:: Data to examine ::

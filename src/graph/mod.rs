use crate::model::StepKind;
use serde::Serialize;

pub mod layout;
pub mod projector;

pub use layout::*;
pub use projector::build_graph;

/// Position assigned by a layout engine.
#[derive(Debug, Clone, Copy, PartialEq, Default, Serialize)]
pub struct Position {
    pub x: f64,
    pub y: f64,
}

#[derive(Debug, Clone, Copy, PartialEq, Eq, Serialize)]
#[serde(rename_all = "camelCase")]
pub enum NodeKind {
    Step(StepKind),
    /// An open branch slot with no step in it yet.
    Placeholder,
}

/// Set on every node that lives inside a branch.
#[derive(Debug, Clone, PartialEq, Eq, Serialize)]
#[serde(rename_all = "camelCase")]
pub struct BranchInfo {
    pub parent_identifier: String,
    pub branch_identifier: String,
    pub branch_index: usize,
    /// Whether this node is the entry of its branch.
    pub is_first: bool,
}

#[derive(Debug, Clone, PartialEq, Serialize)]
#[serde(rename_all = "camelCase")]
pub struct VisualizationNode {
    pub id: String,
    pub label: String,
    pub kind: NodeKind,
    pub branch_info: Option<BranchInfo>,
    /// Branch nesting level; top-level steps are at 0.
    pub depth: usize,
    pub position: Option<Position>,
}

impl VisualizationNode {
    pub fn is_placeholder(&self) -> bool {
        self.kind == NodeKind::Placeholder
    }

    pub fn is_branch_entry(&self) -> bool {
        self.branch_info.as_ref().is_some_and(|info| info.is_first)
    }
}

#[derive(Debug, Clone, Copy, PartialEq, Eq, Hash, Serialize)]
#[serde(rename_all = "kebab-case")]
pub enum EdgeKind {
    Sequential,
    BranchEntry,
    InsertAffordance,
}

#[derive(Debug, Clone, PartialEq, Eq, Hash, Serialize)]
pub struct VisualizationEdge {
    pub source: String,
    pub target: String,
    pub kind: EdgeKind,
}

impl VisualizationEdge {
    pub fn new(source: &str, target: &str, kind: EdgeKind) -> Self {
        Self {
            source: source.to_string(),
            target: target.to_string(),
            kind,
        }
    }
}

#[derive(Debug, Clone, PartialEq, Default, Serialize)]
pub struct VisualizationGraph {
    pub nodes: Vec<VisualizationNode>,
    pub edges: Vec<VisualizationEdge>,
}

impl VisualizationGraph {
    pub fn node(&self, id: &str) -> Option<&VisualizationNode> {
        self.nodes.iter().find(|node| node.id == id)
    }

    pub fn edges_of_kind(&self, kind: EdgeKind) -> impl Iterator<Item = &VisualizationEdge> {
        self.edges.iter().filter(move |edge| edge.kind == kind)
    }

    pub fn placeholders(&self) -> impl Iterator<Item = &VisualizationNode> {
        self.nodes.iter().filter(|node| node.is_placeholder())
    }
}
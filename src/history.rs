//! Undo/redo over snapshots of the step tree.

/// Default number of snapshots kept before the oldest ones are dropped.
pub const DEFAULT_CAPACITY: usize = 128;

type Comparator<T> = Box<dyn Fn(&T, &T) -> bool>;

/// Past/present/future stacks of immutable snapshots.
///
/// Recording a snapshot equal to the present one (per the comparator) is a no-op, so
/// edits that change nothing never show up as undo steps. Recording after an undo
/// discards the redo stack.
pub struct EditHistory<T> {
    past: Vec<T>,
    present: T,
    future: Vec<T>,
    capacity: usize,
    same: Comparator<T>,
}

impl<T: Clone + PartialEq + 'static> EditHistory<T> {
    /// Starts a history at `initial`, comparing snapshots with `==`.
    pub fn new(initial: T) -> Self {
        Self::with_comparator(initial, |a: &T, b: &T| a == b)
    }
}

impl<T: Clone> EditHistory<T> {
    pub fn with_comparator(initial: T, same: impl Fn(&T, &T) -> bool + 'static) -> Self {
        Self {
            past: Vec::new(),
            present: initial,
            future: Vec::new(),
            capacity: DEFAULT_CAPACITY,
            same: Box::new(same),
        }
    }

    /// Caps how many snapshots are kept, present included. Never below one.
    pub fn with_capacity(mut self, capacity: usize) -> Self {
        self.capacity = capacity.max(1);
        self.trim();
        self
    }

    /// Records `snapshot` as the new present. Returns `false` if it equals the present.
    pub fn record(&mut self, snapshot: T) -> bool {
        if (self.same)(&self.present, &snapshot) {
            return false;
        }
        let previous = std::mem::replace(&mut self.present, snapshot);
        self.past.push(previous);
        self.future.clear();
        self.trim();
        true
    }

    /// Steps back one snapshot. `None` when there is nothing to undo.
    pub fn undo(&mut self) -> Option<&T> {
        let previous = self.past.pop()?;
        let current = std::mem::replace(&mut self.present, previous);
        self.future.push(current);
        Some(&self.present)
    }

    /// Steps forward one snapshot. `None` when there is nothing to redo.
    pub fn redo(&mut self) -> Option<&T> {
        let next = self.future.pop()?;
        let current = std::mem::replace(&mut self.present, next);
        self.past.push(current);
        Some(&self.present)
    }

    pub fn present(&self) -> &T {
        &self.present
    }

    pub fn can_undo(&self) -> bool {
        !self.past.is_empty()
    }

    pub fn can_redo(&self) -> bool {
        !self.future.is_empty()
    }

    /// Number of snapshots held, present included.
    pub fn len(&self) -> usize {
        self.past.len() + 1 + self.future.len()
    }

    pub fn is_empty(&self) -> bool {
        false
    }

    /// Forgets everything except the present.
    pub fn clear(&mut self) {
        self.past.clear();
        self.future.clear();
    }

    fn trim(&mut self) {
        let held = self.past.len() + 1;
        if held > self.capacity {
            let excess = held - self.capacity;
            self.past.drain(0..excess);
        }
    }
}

:::

» **Exercise requirements**:
Please give back, exactly as it stands above, the stretch from the line with "#[derive(Debug, Clone, Copy, PartialEq, Eq, Hash, Serialize)]" through the line with "self.edges.iter().filter(move |edge| edge.kind", and no line outside it.

» **Response area**:
#[derive(Debug, Clone, Copy, PartialEq, Eq, Hash, Serialize)]
#[serde(rename_all = "kebab-case")]
pub enum EdgeKind {
    Sequential,
    BranchEntry,
    InsertAffordance,
}

#[derive(Debug, Clone, PartialEq, Eq, Hash, Serialize)]
pub struct VisualizationEdge {
    pub source: String,
    pub target: String,
    pub kind: EdgeKind,
}

impl VisualizationEdge {
    pub fn new(source: &str, target: &str, kind: EdgeKind) -> Self {
        Self {
            source: source.to_string(),
            target: target.to_string(),
            kind,
        }
    }
}

#[derive(Debug, Clone, PartialEq, Default, Serialize)]
pub struct VisualizationGraph {
    pub nodes: Vec<VisualizationNode>,
    pub edges: Vec<VisualizationEdge>,
}

impl VisualizationGraph {
    pub fn node(&self, id: &str) -> Option<&VisualizationNode> {
        self.nodes.iter().find(|node| node.id == id)
    }

    pub fn edges_of_kind(&self, kind: EdgeKind) -> impl Iterator<Item = &VisualizationEdge> {
        self.edges.iter().filter(move |edge| edge.kind == kind)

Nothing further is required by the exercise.